Heute beherrscht man im allgemeinen die Dichtprobleme bei Gehäuseverbindungen, lediglich bei Helium und Wasserstoff wird es schwieriger. Manchmal pfeift es aber gar nicht aus den Fügespalten heraus, sondern mitten im Gussgehäuse. Porositäten sind ärgerlich, treten meistens bei der gesamten Charge an genau der selben Stelle auf und sind erst beim nächsten Guss durch Verlagerung von Anguss und Steiger zu verhindern.
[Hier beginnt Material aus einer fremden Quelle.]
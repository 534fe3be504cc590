//! Single-statement ledger queries outside the transfer engine
//!
//! Account, entry and transfer CRUD used by the HTTP layer. None of these
//! move money between accounts; that only happens in `TransferEngine`.

use sqlx::PgPool;

use super::error::StoreError;
use super::models::{Account, Entry, Transfer};

/// Pool-level ledger queries
#[derive(Clone)]
pub struct LedgerQueries {
    pool: PgPool,
}

impl LedgerQueries {
    pub fn new(pool: PgPool) -> Self {
        Self { pool }
    }

    /// Create an account. One account per (owner, currency); a second one
    /// fails with `StoreError::UniqueViolation`.
    pub async fn create_account(
        &self,
        owner: &str,
        currency: &str,
        balance: i64,
    ) -> Result<Account, StoreError> {
        let account = sqlx::query_as::<_, Account>(
            r#"
            INSERT INTO accounts (owner, balance, currency)
            VALUES ($1, $2, $3)
            RETURNING id, owner, balance, currency, created_at
            "#,
        )
        .bind(owner)
        .bind(balance)
        .bind(currency)
        .fetch_one(&self.pool)
        .await?;

        Ok(account)
    }

    pub async fn get_account(&self, id: i64) -> Result<Option<Account>, StoreError> {
        let account = sqlx::query_as::<_, Account>(
            r#"SELECT id, owner, balance, currency, created_at
               FROM accounts WHERE id = $1"#,
        )
        .bind(id)
        .fetch_optional(&self.pool)
        .await?;

        Ok(account)
    }

    pub async fn list_accounts(
        &self,
        owner: &str,
        limit: i64,
        offset: i64,
    ) -> Result<Vec<Account>, StoreError> {
        let accounts = sqlx::query_as::<_, Account>(
            r#"
            SELECT id, owner, balance, currency, created_at
            FROM accounts
            WHERE owner = $1
            ORDER BY id
            LIMIT $2 OFFSET $3
            "#,
        )
        .bind(owner)
        .bind(limit)
        .bind(offset)
        .fetch_all(&self.pool)
        .await?;

        Ok(accounts)
    }

    pub async fn delete_account(&self, id: i64) -> Result<(), StoreError> {
        let result = sqlx::query("DELETE FROM accounts WHERE id = $1")
            .bind(id)
            .execute(&self.pool)
            .await?;

        if result.rows_affected() == 0 {
            return Err(StoreError::NotFound);
        }
        Ok(())
    }

    pub async fn get_entry(&self, id: i64) -> Result<Option<Entry>, StoreError> {
        let entry = sqlx::query_as::<_, Entry>(
            "SELECT id, account_id, amount, created_at FROM entries WHERE id = $1",
        )
        .bind(id)
        .fetch_optional(&self.pool)
        .await?;

        Ok(entry)
    }

    pub async fn list_entries(
        &self,
        account_id: i64,
        limit: i64,
        offset: i64,
    ) -> Result<Vec<Entry>, StoreError> {
        let entries = sqlx::query_as::<_, Entry>(
            r#"
            SELECT id, account_id, amount, created_at
            FROM entries
            WHERE account_id = $1
            ORDER BY id
            LIMIT $2 OFFSET $3
            "#,
        )
        .bind(account_id)
        .bind(limit)
        .bind(offset)
        .fetch_all(&self.pool)
        .await?;

        Ok(entries)
    }

    /// Signed sum of all entries for an account
    pub async fn entry_sum(&self, account_id: i64) -> Result<i64, StoreError> {
        let sum = sqlx::query_scalar::<_, i64>(
            "SELECT COALESCE(SUM(amount), 0)::BIGINT FROM entries WHERE account_id = $1",
        )
        .bind(account_id)
        .fetch_one(&self.pool)
        .await?;

        Ok(sum)
    }

    pub async fn get_transfer(&self, id: i64) -> Result<Option<Transfer>, StoreError> {
        let transfer = sqlx::query_as::<_, Transfer>(
            r#"SELECT id, from_account_id, to_account_id, amount, created_at
               FROM transfers WHERE id = $1"#,
        )
        .bind(id)
        .fetch_optional(&self.pool)
        .await?;

        Ok(transfer)
    }

    /// Transfers where the account is either side
    pub async fn list_transfers(
        &self,
        account_id: i64,
        limit: i64,
        offset: i64,
    ) -> Result<Vec<Transfer>, StoreError> {
        let transfers = sqlx::query_as::<_, Transfer>(
            r#"
            SELECT id, from_account_id, to_account_id, amount, created_at
            FROM transfers
            WHERE from_account_id = $1 OR to_account_id = $1
            ORDER BY id
            LIMIT $2 OFFSET $3
            "#,
        )
        .bind(account_id)
        .bind(limit)
        .bind(offset)
        .fetch_all(&self.pool)
        .await?;

        Ok(transfers)
    }
}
Manchmal helfen aber auch Kühlbleche, die in der Nähe dieser Stelle in den Sand verstaut werden und dann die Abkühl-Geschwindigkeit beschleunigen, so dass das Gefüge bei der Erstarrung an dieser Stelle dichter wird.

Was macht man dann aber mit der ersten Charge? Wegwerfen? Einschmelzen? Meist kann man die Dichtigkeit eines Gusses erst nach der Bearbeitung erkennen. War also die ganze teure Bearbeitung umsonst? Nein – man kann auch diese Gehäuse noch wie folgt retten: Man erhitze den ansonsten abgedichteten Stirlingmotor auf etwa 50°C, lege ein leichtes Vakuum an und benetze die Stelle mit einer üppigen Lage 2-Komponenten-Epoxidharz-Kleber (ich nehme immer UHU plus endfest 300). Wenn dann der erste Trichter sichtbar wird, diese Stelle noch einmal mit Klebstoff betupfen und das Vakuum abstellen und aushärten lassen. Wer Helium abdichten muss, dem empfehle ich spezielle Firmen, die nichts anderes tun, als massenweise ganze Gehäuse in heiße Bäder mit solchen Klebern einzutauchen – nicht nur Stirlingfreunde haben Dichtprobleme.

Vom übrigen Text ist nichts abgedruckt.